WORK ORDER
Extract each line of the records below that contains the word "PeriodKey".

EXTRACTED DATA
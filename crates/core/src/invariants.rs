//! Developer guardrails and invariants
//!
//! Debug assertions for detecting impossible states during development.
//! These checks are compiled out in release builds.

use std::collections::HashSet;

use crate::models::{Period, Round};

/// Validate that a round places every roster member exactly once
pub fn assert_round_invariants(round: &Round, roster: &[String]) {
    debug_assert!(round.number >= 1, "Round numbers start at 1");

    let placed: Vec<&str> = round.participants().collect();
    let unique: HashSet<&str> = placed.iter().copied().collect();

    // Nobody twice
    debug_assert!(
        placed.len() == unique.len(),
        "Round {} places a participant more than once",
        round.number
    );

    // Nobody missing, nobody extra
    debug_assert!(
        placed.len() == roster.len() && roster.iter().all(|p| unique.contains(p.as_str())),
        "Round {} does not partition the roster ({} placed, {} registered)",
        round.number,
        placed.len(),
        roster.len()
    );

    // Both teams of a group are the same size
    debug_assert!(
        round
            .groups
            .iter()
            .all(|g| g.team_a.len() == g.team_b.len()),
        "Round {} has unbalanced teams",
        round.number
    );
}

/// Validate that a period's state is internally consistent
pub fn assert_period_invariants(period: &Period, capacity: usize) {
    debug_assert!(
        period.roster.len() <= capacity,
        "Period {} has {} participants, capacity is {}",
        period.key,
        period.roster.len(),
        capacity
    );

    debug_assert!(
        period.locked || period.locked_at.is_none(),
        "Period {} is collecting but has locked_at={:?}",
        period.key,
        period.locked_at
    );

    // Schedules only exist after the lock
    debug_assert!(
        period.locked || period.schedule.is_empty(),
        "Period {} has a schedule while still collecting",
        period.key
    );
}
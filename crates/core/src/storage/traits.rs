//! Storage traits
//!
//! The controller only needs load/save by period key. Implementations
//! decide where periods live (JSON files, memory, something else) and are
//! responsible for serializing writers to the same key.

use crate::error::Result;
use crate::models::{Period, PeriodKey};

/// Period persistence operations
pub trait PeriodStore {
    /// Find a period by key
    fn load(&self, key: &PeriodKey) -> Result<Option<Period>>;

    /// Create or replace the stored record for `period.key`
    fn save(&self, period: &Period) -> Result<()>;
}

impl<T: PeriodStore + ?Sized> PeriodStore for &T {
    fn load(&self, key: &PeriodKey) -> Result<Option<Period>> {
        (**self).load(key)
    }

    fn save(&self, period: &Period) -> Result<()> {
        (**self).save(period)
    }
}
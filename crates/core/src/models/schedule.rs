//! Schedule model - rounds of groups, each group split into two teams

use serde::{Deserialize, Serialize};

/// Ordered rounds of one period; empty until generated
pub type Schedule = Vec<Round>;

/// One scheduling unit: every participant plays in exactly one group
#[derive(Debug, Clone, PartialEq, Eq, Serialize, Deserialize)]
pub struct Round {
    /// 1-based sequence number within the schedule
    #[serde(rename = "match_id")]
    pub number: u32,
    #[serde(rename = "courts")]
    pub groups: Vec<Group>,
}

impl Round {
    /// All participants of the round, group by group
    pub fn participants(&self) -> impl Iterator<Item = &str> {
        self.groups.iter().flat_map(Group::members)
    }

    /// All teams of the round, group by group
    pub fn teams(&self) -> impl Iterator<Item = &[String]> {
        self.groups.iter().flat_map(|g| g.teams())
    }
}

/// One partition of the roster inside a round (a court)
#[derive(Debug, Clone, PartialEq, Eq, Serialize, Deserialize)]
pub struct Group {
    /// 1-based identifier within the round
    #[serde(rename = "court_id")]
    pub id: u32,
    pub team_a: Vec<String>,
    pub team_b: Vec<String>,
}

impl Group {
    pub fn teams(&self) -> [&[String]; 2] {
        [self.team_a.as_slice(), self.team_b.as_slice()]
    }

    pub fn members(&self) -> impl Iterator<Item = &str> {
        self.team_a
            .iter()
            .chain(self.team_b.iter())
            .map(String::as_str)
    }
}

WRITTEN ANSWER
use crate::models::{Period, PeriodKey};
    fn load(&self, key: &PeriodKey) -> Result<Option<Period>>;
    fn load(&self, key: &PeriodKey) -> Result<Option<Period>> {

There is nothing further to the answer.